*How to complete this task*. With the line containing "let query = url.query().unwrap_or_default().to_string();" as the start and the line containing "replaced = true;" as the end, transcribe that span of the entries below exactly, including both.

[Opening Records shown section]

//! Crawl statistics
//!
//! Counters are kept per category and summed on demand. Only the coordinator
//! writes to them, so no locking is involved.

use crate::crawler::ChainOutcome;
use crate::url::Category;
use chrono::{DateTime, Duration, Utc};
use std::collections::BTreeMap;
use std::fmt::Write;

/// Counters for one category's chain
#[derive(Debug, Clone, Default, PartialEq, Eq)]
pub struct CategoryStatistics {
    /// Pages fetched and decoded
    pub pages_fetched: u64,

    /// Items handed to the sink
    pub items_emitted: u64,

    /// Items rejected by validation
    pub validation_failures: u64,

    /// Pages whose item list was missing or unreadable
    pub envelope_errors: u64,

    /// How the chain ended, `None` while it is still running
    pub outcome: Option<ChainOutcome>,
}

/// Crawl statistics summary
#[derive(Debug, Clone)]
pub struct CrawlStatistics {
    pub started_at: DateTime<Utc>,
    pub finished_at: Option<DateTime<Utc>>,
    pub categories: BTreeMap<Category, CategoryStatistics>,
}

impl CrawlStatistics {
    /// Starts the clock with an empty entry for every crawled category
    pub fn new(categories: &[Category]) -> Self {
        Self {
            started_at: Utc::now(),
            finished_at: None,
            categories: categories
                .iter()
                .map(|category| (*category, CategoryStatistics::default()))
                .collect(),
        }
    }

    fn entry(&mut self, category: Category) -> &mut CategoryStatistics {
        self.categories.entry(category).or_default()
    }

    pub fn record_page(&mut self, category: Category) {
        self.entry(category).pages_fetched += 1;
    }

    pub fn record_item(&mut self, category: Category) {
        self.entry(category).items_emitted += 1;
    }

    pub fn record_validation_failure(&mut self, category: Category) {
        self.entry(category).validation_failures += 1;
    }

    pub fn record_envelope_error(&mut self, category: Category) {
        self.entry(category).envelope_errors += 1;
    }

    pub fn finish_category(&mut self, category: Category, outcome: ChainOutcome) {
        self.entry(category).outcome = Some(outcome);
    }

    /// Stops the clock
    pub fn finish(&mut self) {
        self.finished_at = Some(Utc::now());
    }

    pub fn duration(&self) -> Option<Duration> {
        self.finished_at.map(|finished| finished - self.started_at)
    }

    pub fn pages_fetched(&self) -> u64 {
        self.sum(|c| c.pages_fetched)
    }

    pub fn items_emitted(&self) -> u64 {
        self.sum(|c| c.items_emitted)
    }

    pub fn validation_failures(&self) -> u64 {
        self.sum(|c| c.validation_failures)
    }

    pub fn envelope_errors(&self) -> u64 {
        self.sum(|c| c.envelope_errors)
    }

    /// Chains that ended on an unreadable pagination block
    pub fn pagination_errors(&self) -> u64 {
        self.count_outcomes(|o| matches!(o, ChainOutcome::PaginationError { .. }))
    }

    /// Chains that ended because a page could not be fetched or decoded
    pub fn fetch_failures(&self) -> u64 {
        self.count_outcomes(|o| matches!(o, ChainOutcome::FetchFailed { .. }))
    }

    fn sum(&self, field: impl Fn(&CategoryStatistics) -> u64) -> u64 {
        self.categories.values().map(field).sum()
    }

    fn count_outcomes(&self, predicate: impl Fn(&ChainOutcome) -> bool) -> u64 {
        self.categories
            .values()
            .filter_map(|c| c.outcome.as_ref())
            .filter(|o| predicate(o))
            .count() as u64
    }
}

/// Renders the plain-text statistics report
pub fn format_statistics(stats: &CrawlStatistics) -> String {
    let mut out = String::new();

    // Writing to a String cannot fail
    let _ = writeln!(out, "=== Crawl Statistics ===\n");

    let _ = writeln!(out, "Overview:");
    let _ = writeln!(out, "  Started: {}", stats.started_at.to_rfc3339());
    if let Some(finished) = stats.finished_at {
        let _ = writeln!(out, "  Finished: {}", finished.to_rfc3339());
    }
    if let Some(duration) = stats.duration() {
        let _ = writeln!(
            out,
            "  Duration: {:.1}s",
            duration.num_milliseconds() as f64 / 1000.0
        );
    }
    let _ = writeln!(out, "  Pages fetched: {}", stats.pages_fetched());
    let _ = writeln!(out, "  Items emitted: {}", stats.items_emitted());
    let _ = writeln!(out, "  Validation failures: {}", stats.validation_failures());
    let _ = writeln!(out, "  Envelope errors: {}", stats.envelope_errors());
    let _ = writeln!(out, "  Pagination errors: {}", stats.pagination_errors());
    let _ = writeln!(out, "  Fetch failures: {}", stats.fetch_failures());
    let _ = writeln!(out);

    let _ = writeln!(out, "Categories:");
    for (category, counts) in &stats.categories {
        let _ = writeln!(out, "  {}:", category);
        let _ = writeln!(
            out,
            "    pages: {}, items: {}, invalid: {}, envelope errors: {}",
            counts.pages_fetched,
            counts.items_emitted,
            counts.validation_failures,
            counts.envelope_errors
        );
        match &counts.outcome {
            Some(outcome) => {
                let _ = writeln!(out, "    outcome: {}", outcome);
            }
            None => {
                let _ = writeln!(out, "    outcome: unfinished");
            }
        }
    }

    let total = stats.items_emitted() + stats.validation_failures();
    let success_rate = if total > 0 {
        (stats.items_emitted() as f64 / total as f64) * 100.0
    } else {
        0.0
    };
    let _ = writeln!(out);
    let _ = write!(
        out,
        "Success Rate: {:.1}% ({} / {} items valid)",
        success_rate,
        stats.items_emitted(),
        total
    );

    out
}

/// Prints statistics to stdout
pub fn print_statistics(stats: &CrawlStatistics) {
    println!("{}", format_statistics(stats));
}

[Closing Records shown section]
[Opening Records shown section]

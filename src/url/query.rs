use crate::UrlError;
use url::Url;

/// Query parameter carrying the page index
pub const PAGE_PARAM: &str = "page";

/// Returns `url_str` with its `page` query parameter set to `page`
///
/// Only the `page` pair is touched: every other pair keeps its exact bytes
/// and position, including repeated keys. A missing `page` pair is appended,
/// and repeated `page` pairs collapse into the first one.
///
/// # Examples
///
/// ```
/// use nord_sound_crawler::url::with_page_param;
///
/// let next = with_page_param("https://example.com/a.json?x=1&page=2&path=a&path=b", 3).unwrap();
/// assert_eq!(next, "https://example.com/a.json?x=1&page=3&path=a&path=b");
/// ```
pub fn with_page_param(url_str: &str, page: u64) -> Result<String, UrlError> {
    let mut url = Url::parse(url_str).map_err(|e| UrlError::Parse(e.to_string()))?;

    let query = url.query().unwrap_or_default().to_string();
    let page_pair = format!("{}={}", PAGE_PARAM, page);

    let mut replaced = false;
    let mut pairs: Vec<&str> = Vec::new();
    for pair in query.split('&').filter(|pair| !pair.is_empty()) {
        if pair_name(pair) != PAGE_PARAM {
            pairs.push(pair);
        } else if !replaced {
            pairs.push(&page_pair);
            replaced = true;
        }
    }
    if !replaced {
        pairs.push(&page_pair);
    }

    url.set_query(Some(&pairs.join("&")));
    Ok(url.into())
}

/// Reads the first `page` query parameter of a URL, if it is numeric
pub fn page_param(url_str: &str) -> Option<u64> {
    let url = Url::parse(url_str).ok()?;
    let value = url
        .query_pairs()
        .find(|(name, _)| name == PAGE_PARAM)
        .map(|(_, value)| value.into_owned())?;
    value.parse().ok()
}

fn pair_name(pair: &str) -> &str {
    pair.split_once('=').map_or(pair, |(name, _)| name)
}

[Closing Records shown section]

*Result*.
    let query = url.query().unwrap_or_default().to_string();
    let page_pair = format!("{}={}", PAGE_PARAM, page);

    let mut replaced = false;
    let mut pairs: Vec<&str> = Vec::new();
    for pair in query.split('&').filter(|pair| !pair.is_empty()) {
        if pair_name(pair) != PAGE_PARAM {
            pairs.push(pair);
        } else if !replaced {
            pairs.push(&page_pair);
            replaced = true;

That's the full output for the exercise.